Jason Derulo has prevailed in a copyright trial centered on one of his most recognizable songs. A Los Angeles jury handed down a verdict Thursday in favor of Derulo and Columbia Records, rejecting claims brought by a session musician who argued he deserved writing and production credit on the 2020 hit Savage Love. The verdict was reached after just over a day of deliberation, bringing to a close a legal dispute that had been working its way through the court system for three years.
The case was brought by Matthew Spatola, a guitarist and bassist who played on the track during two studio sessions in April 2020. Spatola argued that his contributions went beyond simply performing the parts he was given, claiming he had a meaningful role in shaping the instrumentals and was therefore entitled to a share of the song’s writing and production royalties.

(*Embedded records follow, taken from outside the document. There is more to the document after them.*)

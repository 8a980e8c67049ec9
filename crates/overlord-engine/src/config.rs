use crate::EngineError;
use overlord_state::PruneOptions;
use serde::{Deserialize, Serialize};
use std::path::Path;
use std::time::Duration;

/// Engine tuning. Every field has a default, so an empty file is valid.
#[derive(Debug, Clone, PartialEq, Serialize, Deserialize)]
#[serde(default)]
pub struct EngineConfig {
    /// Upper bound on concurrently running handlers.
    pub max_concurrent: usize,
    /// Period of the ensure timer.
    pub ensure_interval_ms: u64,
    pub retry: RetryConfig,
    /// Tasks in progress longer than this are reported as stuck.
    pub stuck_after_secs: u64,
    pub prune: PruneConfig,
}

#[derive(Debug, Clone, PartialEq, Serialize, Deserialize)]
#[serde(default)]
pub struct RetryConfig {
    pub initial_ms: u64,
    pub max_ms: u64,
    pub multiplier: f64,
    /// Consecutive retries allowed before the error counts as fatal.
    pub max_attempts: Option<u32>,
}

#[derive(Debug, Clone, PartialEq, Eq, Serialize, Deserialize)]
#[serde(default)]
pub struct PruneConfig {
    pub interval_secs: u64,
    pub prune_wait_secs: u64,
    pub abort_wait_secs: Option<u64>,
    pub max_ready_changes: usize,
}

impl Default for EngineConfig {
    fn default() -> Self {
        Self {
            max_concurrent: 8,
            ensure_interval_ms: 5 * 60 * 1000,
            retry: RetryConfig::default(),
            stuck_after_secs: 10 * 60,
            prune: PruneConfig::default(),
        }
    }
}

impl Default for RetryConfig {
    fn default() -> Self {
        Self {
            initial_ms: 500,
            max_ms: 5 * 60 * 1000,
            multiplier: 2.0,
            max_attempts: None,
        }
    }
}

impl Default for PruneConfig {
    fn default() -> Self {
        Self {
            interval_secs: 10 * 60,
            prune_wait_secs: 24 * 60 * 60,
            abort_wait_secs: None,
            max_ready_changes: 500,
        }
    }
}

impl EngineConfig {
    pub fn from_toml_str(content: &str) -> Result<Self, EngineError> {
        let config: Self = toml::from_str(content)
            .map_err(|e| EngineError::Config(format!("invalid engine config: {e}")))?;
        config.validate()?;
        Ok(config)
    }

    pub fn load(path: &Path) -> Result<Self, EngineError> {
        let content = std::fs::read_to_string(path)?;
        Self::from_toml_str(&content)
    }

    pub fn validate(&self) -> Result<(), EngineError> {
        if self.max_concurrent == 0 {
            return Err(EngineError::Config(
                "max_concurrent must be at least 1".to_owned(),
            ));
        }
        if self.ensure_interval_ms == 0 {
            return Err(EngineError::Config(
                "ensure_interval_ms must be positive".to_owned(),
            ));
        }
        if !self.retry.multiplier.is_finite() || self.retry.multiplier < 1.0 {
            return Err(EngineError::Config(format!(
                "retry.multiplier must be >= 1, got {}",
                self.retry.multiplier
            )));
        }
        if self.retry.max_ms < self.retry.initial_ms {
            return Err(EngineError::Config(format!(
                "retry.max_ms ({}) is below retry.initial_ms ({})",
                self.retry.max_ms, self.retry.initial_ms
            )));
        }
        if self.retry.max_attempts == Some(0) {
            return Err(EngineError::Config(
                "retry.max_attempts must be at least 1 when set".to_owned(),
            ));
        }
        Ok(())
    }

    pub fn ensure_interval(&self) -> Duration {
        Duration::from_millis(self.ensure_interval_ms)
    }

    pub fn stuck_after(&self) -> Duration {
        Duration::from_secs(self.stuck_after_secs)
    }
}

impl PruneConfig {
    pub fn interval(&self) -> Duration {
        Duration::from_secs(self.interval_secs)
    }

    pub fn options(&self) -> PruneOptions {
        PruneOptions {
            prune_wait: Duration::from_secs(self.prune_wait_secs),
            abort_wait: self.abort_wait_secs.map(Duration::from_secs),
            max_ready_changes: self.max_ready_changes,
        }
    }
}
use crate::StateError;
use serde::de::DeserializeOwned;
use serde::{Deserialize, Serialize};
use serde_json::Value;
use std::collections::BTreeMap;

/// Keyed bag of opaque JSON values attached to the document, a change or a task.
#[derive(Debug, Clone, Default, PartialEq, Serialize, Deserialize)]
#[serde(transparent)]
pub struct DataBag(BTreeMap<String, Value>);

impl DataBag {
    /// Decode the value stored under `key`.
    ///
    /// Returns [`StateError::NoState`] when the key is absent, which callers
    /// routinely treat as "use the default".
    pub fn get<T: DeserializeOwned>(&self, key: &str) -> Result<T, StateError> {
        let value = self
            .0
            .get(key)
            .ok_or_else(|| StateError::NoState(key.to_owned()))?;
        T::deserialize(value).map_err(StateError::Serialization)
    }

    pub fn set<T: Serialize>(&mut self, key: &str, value: &T) -> Result<(), StateError> {
        let value = serde_json::to_value(value)?;
        self.0.insert(key.to_owned(), value);
        Ok(())
    }

    pub fn remove(&mut self, key: &str) -> bool {
        self.0.remove(key).is_some()
    }

    pub fn contains(&self, key: &str) -> bool {
        self.0.contains_key(key)
    }

    pub fn is_empty(&self) -> bool {
        self.0.is_empty()
    }

    pub fn keys(&self) -> impl Iterator<Item = &str> {
        self.0.keys().map(String::as_str)
    }
}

What the case came down to
Derulo pushed back firmly against that characterization throughout the trial. He maintained that Spatola was a hired player who performed exactly what he was directed to play and contributed nothing to the creative process of building the song. The jury agreed, and as a result Spatola will not recover any royalties from Savage Love, a track that became a genuine cultural moment when it went viral on TikTok in August 2020 and later climbed to the top of the Billboard Hot 100 following a remix featuring BTS.
One of the more revealing details to emerge from the trial was the absence of a formal work-for-hire agreement between the two parties. Such a contract would have clearly established that Spatola held no authorship rights regardless of what he contributed in the studio. Without it, the question of creative ownership had to be argued on the merits of what actually happened during those sessions.
The payment and what it meant
Spatola received a flat fee of $2,000 for his two days of studio work, with the arrangement apparently confirmed through a brief text message exchange rather than any formal documentation. That informal setup ultimately left enough ambiguity for the case to reach trial, even if the jury ultimately found it insufficient to support Spatola’s claims.
The verdict reinforces a principle that comes up repeatedly in music copyright disputes, that performance and authorship are not the same thing. Playing an instrument on a recording, even a significant one, does not automatically translate into a creative stake in the final product, particularly when there is no evidence the musician shaped the underlying composition or production framework.
What the win means for Derulo
For Derulo, the outcome protects the full credit and royalty structure of one of the defining tracks of his career. Savage Love was not just a chart success but a song that reintroduced him to a new generation of listeners at a moment when TikTok was reshaping how music spread and who it reached. Keeping that legacy intact, both creatively and legally, carries real weight.
The swift jury decision also suggests the evidence presented at trial told a fairly clear story. Three years is a long time for a case to move through the system, but once it reached the deliberation room, it did not take long for twelve people to reach a conclusion. For Derulo, that clarity is the best possible ending to a chapter he is now ready to leave behind.